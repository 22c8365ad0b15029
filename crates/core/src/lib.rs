//! Domain building blocks shared by every crate: ids, errors, entity traits.

pub mod entity;
pub mod error;
pub mod id;
pub mod value_object;

pub use entity::Entity;
pub use error::{DomainError, DomainResult, require_non_blank};
pub use id::{CartId, CategoryId, OrderId, ProductId, UserId};
pub use value_object::ValueObject;
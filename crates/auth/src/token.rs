//! Bearer token verification.

use chrono::{DateTime, Utc};
use jsonwebtoken::{Algorithm, DecodingKey, Validation};
use thiserror::Error;

use crate::{JwtClaims, TokenValidationError, validate_claims};

#[derive(Debug, Error, Clone, PartialEq, Eq)]
pub enum TokenError {
    #[error("malformed or unsigned token: {0}")]
    Decode(String),

    #[error(transparent)]
    Claims(#[from] TokenValidationError),
}

/// Turns a bearer token into validated claims.
pub trait JwtValidator: Send + Sync {
    fn validate(&self, token: &str, now: DateTime<Utc>) -> Result<JwtClaims, TokenError>;
}

/// HMAC-SHA256 token validator with a shared secret.
pub struct Hs256JwtValidator {
    key: DecodingKey,
    validation: Validation,
}

impl Hs256JwtValidator {
    pub fn new(secret: impl AsRef<[u8]>) -> Self {
        let mut validation = Validation::new(Algorithm::HS256);
        // Expiry is carried in `expires_at` and checked by `validate_claims`.
        validation.validate_exp = false;
        validation.validate_aud = false;
        validation.required_spec_claims.clear();

        Self {
            key: DecodingKey::from_secret(secret.as_ref()),
            validation,
        }
    }
}

impl core::fmt::Debug for Hs256JwtValidator {
    fn fmt(&self, f: &mut core::fmt::Formatter<'_>) -> core::fmt::Result {
        f.debug_struct("Hs256JwtValidator").finish_non_exhaustive()
    }
}

impl JwtValidator for Hs256JwtValidator {
    fn validate(&self, token: &str, now: DateTime<Utc>) -> Result<JwtClaims, TokenError> {
        let data = jsonwebtoken::decode::<JwtClaims>(token, &self.key, &self.validation)
            .map_err(|e| TokenError::Decode(e.to_string()))?;
        validate_claims(&data.claims, now)?;
        Ok(data.claims)
    }
}
//! Record storage abstractions.

pub mod record_store;

pub use record_store::{InMemoryRecordStore, RecordStore};
use chrono::{DateTime, Utc};
use serde::{Deserialize, Serialize};

use mercado_core::{DomainError, DomainResult, Entity, UserId, require_non_blank};

use crate::validate;

/// Profile document of a user, keyed by the user's own id.
#[derive(Debug, Clone, PartialEq, Eq, Serialize, Deserialize)]
#[serde(rename_all = "camelCase")]
pub struct UserProfile {
    pub id: UserId,
    pub display_name: String,
    pub email: String,
    pub created_at: DateTime<Utc>,
    pub updated_at: DateTime<Utc>,
}

impl Entity for UserProfile {
    type Id = UserId;
    const KIND: &'static str = "user";

    fn id(&self) -> &Self::Id {
        &self.id
    }
}

#[derive(Debug, Clone, PartialEq, Eq, Serialize, Deserialize)]
#[serde(rename_all = "camelCase")]
pub struct NewUserProfile {
    pub id: UserId,
    pub display_name: String,
    pub email: String,
}

#[derive(Debug, Clone, Default, PartialEq, Eq, Serialize, Deserialize)]
#[serde(rename_all = "camelCase", deny_unknown_fields)]
pub struct UserProfilePatch {
    pub display_name: Option<String>,
    pub email: Option<String>,
}

impl UserProfile {
    pub fn create(data: NewUserProfile, now: DateTime<Utc>) -> DomainResult<Self> {
        let profile = Self {
            id: data.id,
            display_name: data.display_name.trim().to_string(),
            email: data.email.trim().to_string(),
            created_at: now,
            updated_at: now,
        };
        profile.validate()?;
        Ok(profile)
    }

    pub fn patched(&self, patch: &UserProfilePatch, now: DateTime<Utc>) -> DomainResult<Self> {
        let mut next = self.clone();
        if let Some(display_name) = &patch.display_name {
            next.display_name = display_name.trim().to_string();
        }
        if let Some(email) = &patch.email {
            next.email = email.trim().to_string();
        }
        next.validate()?;
        next.updated_at = validate::refreshed(self.updated_at, now);
        Ok(next)
    }

    fn validate(&self) -> DomainResult<()> {
        require_non_blank("displayName", &self.display_name)?;
        match self.email.split_once('@') {
            Some((local, domain)) if !local.is_empty() && !domain.is_empty() => Ok(()),
            _ => Err(DomainError::validation(format!(
                "email '{}' is not a valid address",
                self.email
            ))),
        }
    }
}
//! Color-filtered shortest path and minimum spanning tree
//!
//! [`PathFinder`] is the win-detection oracle: a single-source
//! shortest-path search that only expands vertices matching the
//! source's color and stops as soon as the target is popped. It is
//! called once per rollout, millions of times per game, so all scratch
//! state lives in the finder and is reused across calls.

use crate::graph::{EdgeId, Graph, VertexId};
use serde::Serialize;
use std::cmp::Ordering;
use std::collections::BinaryHeap;

const NO_PREV: usize = usize::MAX;

/// Frontier entry ordered by smallest tentative distance first
#[derive(Clone, Copy, Debug)]
struct Frontier {
    dist: f32,
    vertex: VertexId,
}

impl PartialEq for Frontier {
    fn eq(&self, other: &Self) -> bool {
        self.cmp(other) == Ordering::Equal
    }
}

impl Eq for Frontier {}

impl PartialOrd for Frontier {
    fn partial_cmp(&self, other: &Self) -> Option<Ordering> {
        Some(self.cmp(other))
    }
}

impl Ord for Frontier {
    // reversed: BinaryHeap is a max-heap, we want the nearest vertex
    fn cmp(&self, other: &Self) -> Ordering {
        other
            .dist
            .total_cmp(&self.dist)
            .then_with(|| other.vertex.cmp(&self.vertex))
    }
}

// ============================================================================
// PATH FINDER (win-detection oracle)
// ============================================================================

/// Reusable Dijkstra state with color filtering and early exit
#[derive(Clone, Debug, Default)]
pub struct PathFinder {
    dist: Vec<f32>,
    prev: Vec<usize>,
    visited: Vec<bool>,
    heap: BinaryHeap<Frontier>,
    path: Vec<VertexId>,
    distance: f32,
    reached: bool,
}

impl PathFinder {
    pub fn new() -> Self {
        Self::default()
    }

    /// Whether the last search reached its target
    pub fn reached(&self) -> bool {
        self.reached
    }

    /// The last found path in source -> target order; empty if the
    /// target was not reached.
    pub fn path(&self) -> &[VertexId] {
        &self.path
    }

    /// Total weight of the last found path; 0.0 if not reached
    pub fn distance(&self) -> f32 {
        self.distance
    }

    /// Shortest-path reachability between `source` and `target`,
    /// restricted to vertices of the source's color.
    ///
    /// A color mismatch between source and target is a normal negative
    /// answer, reported without searching: it is what keeps the two
    /// win conditions on one graph from interfering. Each call fully
    /// resets the scratch state from any prior search.
    pub fn reachable(&mut self, graph: &Graph, source: VertexId, target: VertexId) -> bool {
        self.reset(graph.vertex_count());

        let color = graph.vertex(source).color;
        if color != graph.vertex(target).color {
            return false;
        }

        self.dist[source] = 0.0;
        self.heap.push(Frontier {
            dist: 0.0,
            vertex: source,
        });

        while let Some(Frontier { vertex: u, .. }) = self.heap.pop() {
            if self.visited[u] {
                continue; // stale heap entry
            }
            self.visited[u] = true;

            if u == target {
                self.reached = true;
                self.distance = self.dist[u];
                self.rebuild_path(target);
                return true;
            }

            for &edge_id in graph.vertex(u).edges() {
                let edge = graph.edge(edge_id);
                let v = edge.other(u);
                if graph.vertex(v).color != color || self.visited[v] {
                    continue;
                }
                let alt = self.dist[u] + edge.weight;
                if alt < self.dist[v] {
                    self.dist[v] = alt;
                    self.prev[v] = u;
                    self.heap.push(Frontier {
                        dist: alt,
                        vertex: v,
                    });
                }
            }
        }

        false
    }

    fn reset(&mut self, vertex_count: usize) {
        self.reached = false;
        self.distance = 0.0;
        self.path.clear();
        self.heap.clear();

        self.dist.clear();
        self.dist.resize(vertex_count, f32::INFINITY);
        self.prev.clear();
        self.prev.resize(vertex_count, NO_PREV);
        self.visited.clear();
        self.visited.resize(vertex_count, false);
    }

    fn rebuild_path(&mut self, target: VertexId) {
        let mut v = target;
        self.path.push(v);
        while self.prev[v] != NO_PREV {
            v = self.prev[v];
            self.path.push(v);
        }
        self.path.reverse();
    }
}

// ============================================================================
// MINIMUM SPANNING TREE
// ============================================================================

/// Kruskal result: chosen edge ids and their total weight
#[derive(Clone, Debug, Serialize)]
pub struct SpanningTree {
    pub edges: Vec<EdgeId>,
    pub total_weight: f32,
}

/// Kruskal's algorithm over the whole graph, ignoring colors.
///
/// Uses the simple label-merge union: every vertex carries a component
/// label and accepting an edge relabels one component. Quadratic in
/// the worst case, which is fine for a library capability that never
/// runs inside the game loop.
pub fn minimum_spanning_tree(graph: &Graph) -> SpanningTree {
    let mut tree = SpanningTree {
        edges: Vec::new(),
        total_weight: 0.0,
    };

    let mut order: Vec<EdgeId> = (0..graph.edge_count()).collect();
    order.sort_by(|&a, &b| graph.edge(a).weight.total_cmp(&graph.edge(b).weight));

    let mut labels: Vec<usize> = (0..graph.vertex_count()).collect();
    for edge_id in order {
        let edge = graph.edge(edge_id);
        let (from_label, to_label) = (labels[edge.from()], labels[edge.to()]);
        if from_label != to_label {
            tree.edges.push(edge_id);
            tree.total_weight += edge.weight;
            for label in &mut labels {
                if *label == to_label {
                    *label = from_label;
                }
            }
        }
    }

    tree
}

// ============================================================================
// TESTS
// ============================================================================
=-=-=-=-=
What is the count of lines in the data above containing the string "bool"? Write the number and nothing else.

**Task output**
5